2. The method for identifying the growth point of a dicotyledonous plant seedling based on image information according to claim 1, wherein: The method further comprises: S5: Output and save the dicot seedling image after marking the growth point.
3. The method for identifying the growth point of a dicotyledonous plant seedling based on image information according to claim 2, characterized in that: The method further comprises: S6: Based on images of dicot seedlings with marked growing points, monitor abnormal changes in the color or morphology of the growing points to assist in the detection of early lesions; or quantify the rate of change of the growing points to assist in stress resistance assessment; or assist in forest health monitoring and quantify the progress of ecological restoration; or combine with satellite imagery to track the changes in the growing points of dicot seedlings in alpine areas with altitude to study the impact of climate on the growth of dicot seedlings.

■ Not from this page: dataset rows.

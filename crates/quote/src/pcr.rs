//! Platform Configuration Register values.

use crate::bytes_base64;
use serde::{Deserialize, Serialize};

/// Highest valid PCR index, inclusive (TPM 1.2 defines PCRs 0..23).
pub const MAX_PCR_ID: u8 = 23;

/// All PCR ids, ascending — the selection a full-platform Quote uses.
pub const ALL_PCRS: [u8; 24] = [
    0, 1, 2, 3, 4, 5, 6, 7, 8, 9, 10, 11, 12, 13, 14, 15, 16, 17, 18, 19, 20, 21, 22, 23,
];

/// A single PCR: an index and its 20-byte SHA-1 value.
#[derive(Clone, Debug, PartialEq, Eq, Serialize, Deserialize)]
pub struct Pcr {
    /// PCR index, in `[0, 23]`.
    pub id: u8,
    /// 20-byte SHA-1 digest held by this register.
    #[serde(with = "bytes_base64")]
    pub value: Vec<u8>,
}

impl Pcr {
    /// Construct a PCR value, without validating the id range — callers
    /// building a composite are responsible for that check.
    pub fn new(id: u8, value: Vec<u8>) -> Self {
        Self { id, value }
    }
}
//! The scheduler-liveness property, driven against a genuine
//! `StubTpm`-backed prover rather than hand-built Quotes: each periodic
//! round must challenge the prover anew and verify a fresh signature.

use crate::test_utils::{init_prover, register_directly};
use attest_pki::ManufacturerTrustStore;
use attest_quote::{Pcr, ALL_PCRS};
use attest_verifier_core::transport::fakes::FakeTransport;
use attest_verifier_core::{PcrSource, Registry, Scheduler, VerifierError, VerifierResult};
use std::sync::Arc;
use std::time::Duration;
use tokio::sync::watch;

struct ZeroPcrs;
impl PcrSource for ZeroPcrs {
    fn load(&self) -> VerifierResult<Vec<Pcr>> {
        Ok(ALL_PCRS.iter().map(|&id| Pcr::new(id, vec![0u8; 20])).collect())
    }
}

#[tokio::test]
async fn run_once_attests_a_real_prover_through_the_stub_tpm() {
    let dir = tempfile::tempdir().unwrap();
    let prover = init_prover("scheduled-1", &dir.path().join("ak.json"), "http://verifier:8080");

    let registry = Arc::new(Registry::new());
    let trust_store = ManufacturerTrustStore::default();
    register_directly(&registry, &trust_store, &prover, "scheduled-1", "127.0.0.1", "9100")
        .unwrap();

    let transport = Arc::new(FakeTransport::new(move |_url, nonce| {
        prover.attest(nonce).map_err(|e| VerifierError::Transport(e.to_string()))
    }));

    let scheduler = Scheduler::new(registry, transport, Arc::new(ZeroPcrs), Duration::from_secs(60));
    let attested = scheduler.run_once().await;
    assert_eq!(attested, 1);
}

#[tokio::test]
async fn scheduler_keeps_attesting_a_real_prover_until_shutdown() {
    let dir = tempfile::tempdir().unwrap();
    let prover = init_prover("scheduled-2", &dir.path().join("ak.json"), "http://verifier:8080");

    let registry = Arc::new(Registry::new());
    let trust_store = ManufacturerTrustStore::default();
    register_directly(&registry, &trust_store, &prover, "scheduled-2", "127.0.0.1", "9101")
        .unwrap();

    let transport = Arc::new(FakeTransport::new(move |_url, nonce| {
        prover.attest(nonce).map_err(|e| VerifierError::Transport(e.to_string()))
    }));
    let scheduler = Arc::new(Scheduler::new(
        registry,
        transport.clone(),
        Arc::new(ZeroPcrs),
        Duration::from_millis(20),
    ));

    let (tx, rx) = watch::channel(false);
    let handle = tokio::spawn({
        let scheduler = scheduler.clone();
        async move { scheduler.run(rx).await }
    });

    tokio::time::sleep(Duration::from_millis(90)).await;
    tx.send(true).unwrap();

    tokio::time::timeout(Duration::from_millis(200), handle)
        .await
        .expect("scheduler did not shut down within one interval + grace")
        .unwrap();

    assert!(transport.call_count() >= 2, "expected multiple attestation rounds before shutdown");
}
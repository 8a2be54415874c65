//! Error kinds for the prover lifecycle, registration, and attestation.

use thiserror::Error;

/// Errors raised by the prover core.
#[derive(Debug, Error)]
pub enum ProverError {
    /// A TPM operation failed.
    #[error(transparent)]
    Tpm(#[from] attest_tpm::TpmError),

    /// The AK file was missing or unreadable after initialization —
    /// a fatal inconsistency, since init is supposed to have written it.
    #[error("ak file inconsistent after init: {0}")]
    AkFileInconsistent(String),

    /// Filesystem error persisting or loading the AK file.
    #[error("io error: {0}")]
    Io(#[from] std::io::Error),

    /// The AK file's JSON was malformed.
    #[error("ak file malformed: {0}")]
    AkFileMalformed(#[from] serde_json::Error),

    /// Registration with the verifier failed — either a transport-level
    /// error or a non-2xx response.
    #[error("registration failed: {0}")]
    RegistrationFailed(String),
}

/// Convenience alias for results in this crate.
pub type ProverResult<T> = Result<T, ProverError>;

4. The method for identifying the growth point of a dicotyledonous plant seedling based on image information according to any one of claims 1 to 3, wherein: The dicotyledonous plant seedlings are tobacco seedlings, cotton seedlings, tomato seedlings, grape seedlings or forest tree seedlings.
5. The method for identifying the growth point of a dicotyledonous plant seedling based on image information according to any one of claims 1 to 3, characterized in that: The detection frame is a rectangular detection frame.